April 3, 2019

Data Engineer looking for another technical Co-Founder

I'm a long time Data Engineer and Crawling expert by trade who's amassed a massive amount of data over the last few years in the area of products and pricing (2.3 billion Amazon products with about 3 years of pricing history for at least 16 million of them) as well as real estate (Limited data but on every Property in the US) along with Business and Social data I've gathered over the years.

I've also got a pretty extensive background in SEO and understand the rules of sitemap indexing and tracking in the millions of pages in order to successfully grow organic traffic at scale. My business goals are to create massively large network of sites with all of this data and little to no client side functionality at first but that attract Google traffic (and thus ad revenue and or affiliate purchasing) in order to generate steady enough revenue at first.

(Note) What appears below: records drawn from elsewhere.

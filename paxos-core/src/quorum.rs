//! Majority arithmetic and per-phase response counting.

/// Minimum number of acceptors that must answer positively: `floor(n / 2) + 1`.
pub const fn majority(n: usize) -> usize {
    n / 2 + 1
}

/// Whether `successes` positive answers out of `n` acceptors form a majority.
pub const fn is_quorum(successes: usize, n: usize) -> bool {
    successes >= majority(n)
}

/// Counts the answers of one phase and tells when its outcome is settled.
///
/// A phase is settled once a majority answered positively, or once so many
/// acceptors failed that a majority can no longer be reached.
#[derive(Debug, Clone)]
pub struct QuorumTally {
    total: usize,
    needed: usize,
    successes: usize,
    failures: usize,
}

impl QuorumTally {
    pub fn new(total: usize) -> Self {
        Self {
            total,
            needed: majority(total),
            successes: 0,
            failures: 0,
        }
    }

    pub fn record_success(&mut self) {
        self.successes += 1;
    }

    /// Rejections, timeouts and transport errors all count as failures.
    pub fn record_failure(&mut self) {
        self.failures += 1;
    }

    pub fn successes(&self) -> usize {
        self.successes
    }

    pub fn needed(&self) -> usize {
        self.needed
    }

    pub fn reached(&self) -> bool {
        self.successes >= self.needed
    }

    pub fn unreachable(&self) -> bool {
        self.total - self.failures < self.needed
    }

    pub fn settled(&self) -> bool {
        self.reached() || self.unreachable()
    }
}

I've built API's and web UI's for most of this kind of stuff for most of my career before but I'm looking for someone willing to go down the Static Site Generator (SSG) rabbit whole with me (Jekyll or Hugo) and can help focus on the User Experience and Displaying of all of this data while I focus on updating and generating new data channels. This is not an easy road to travel as it requires a lot of thinking and pre-processing ahead of time so changes to UX can be an expensive endeavor at this scale but the cost benefits are incredible long term.

I'm not against also having someone non technical reach out but my primary goal here is revenue generation primarily from ads so anyone with connections or a background in the ad sales business is welcome as well. The idea is that with each new massively data heavy site launches we can pay attention to the ones doing well and then start adding client side features to grow and increase user time on site etc. I also welcome criticism of the approach, I know a few hedge funds that do bits and pieces of this sort of stuff but no one doing it at the scale I want to get to. Let me know if anyone is interested.

#looking-for-cofounder

  1. 1

    Hi,

    Nice project.

    I am just curious what resources do you need for running the server with a db and cache behind.

    1. 2

      Well originally I built the whole thing to run on AWS using just S3 and ElasticSearch, the code for most of the collection, storage and API pieces are available for review here. https://github.com/bastosmichael/skynet though I turned off the service last year because while it was making money it wasn't doing well enough to the time and energy I was putting into it. Since then though I still have the data for everything and decided to port it all to postgres and run it locally on a 64gb machine with a 1 TB SSD which is main machine along with a rack server with 32GB of ram and 2TB drive which I use for DB machine as well as a 16GB SFF machine with another 1 TB SSD drive which is my production build and deploy machine not to mentioned my laptop which I write most of my code and do most of my testing on and that's a 32GB system with 1 TB SSD drive. All in all you're looking at a network of roughly 140GB of Ram and 3 TB SSD's and roughly 12 TB standard drives collectively. I run a 10 TB Drobo with long term data storage but it's network only so extremely slow to transfer data in and out of so really just used as a data backup utility for now.

      1. 1

        I think you just make a big mistake by choosing to host your project on AWS.

        A server with i7-8700, 64gb ram and 2x1 Tb nvme ssd is around 60$. Or a similar one with i9-990k at 73$.You probably need 3(200$ per month.).

        10 Tb storage for backup 50$.

        Do you think the static website will decrease the cost with a lot? I expect to have servers with low cpu and ram but with more ssd storage.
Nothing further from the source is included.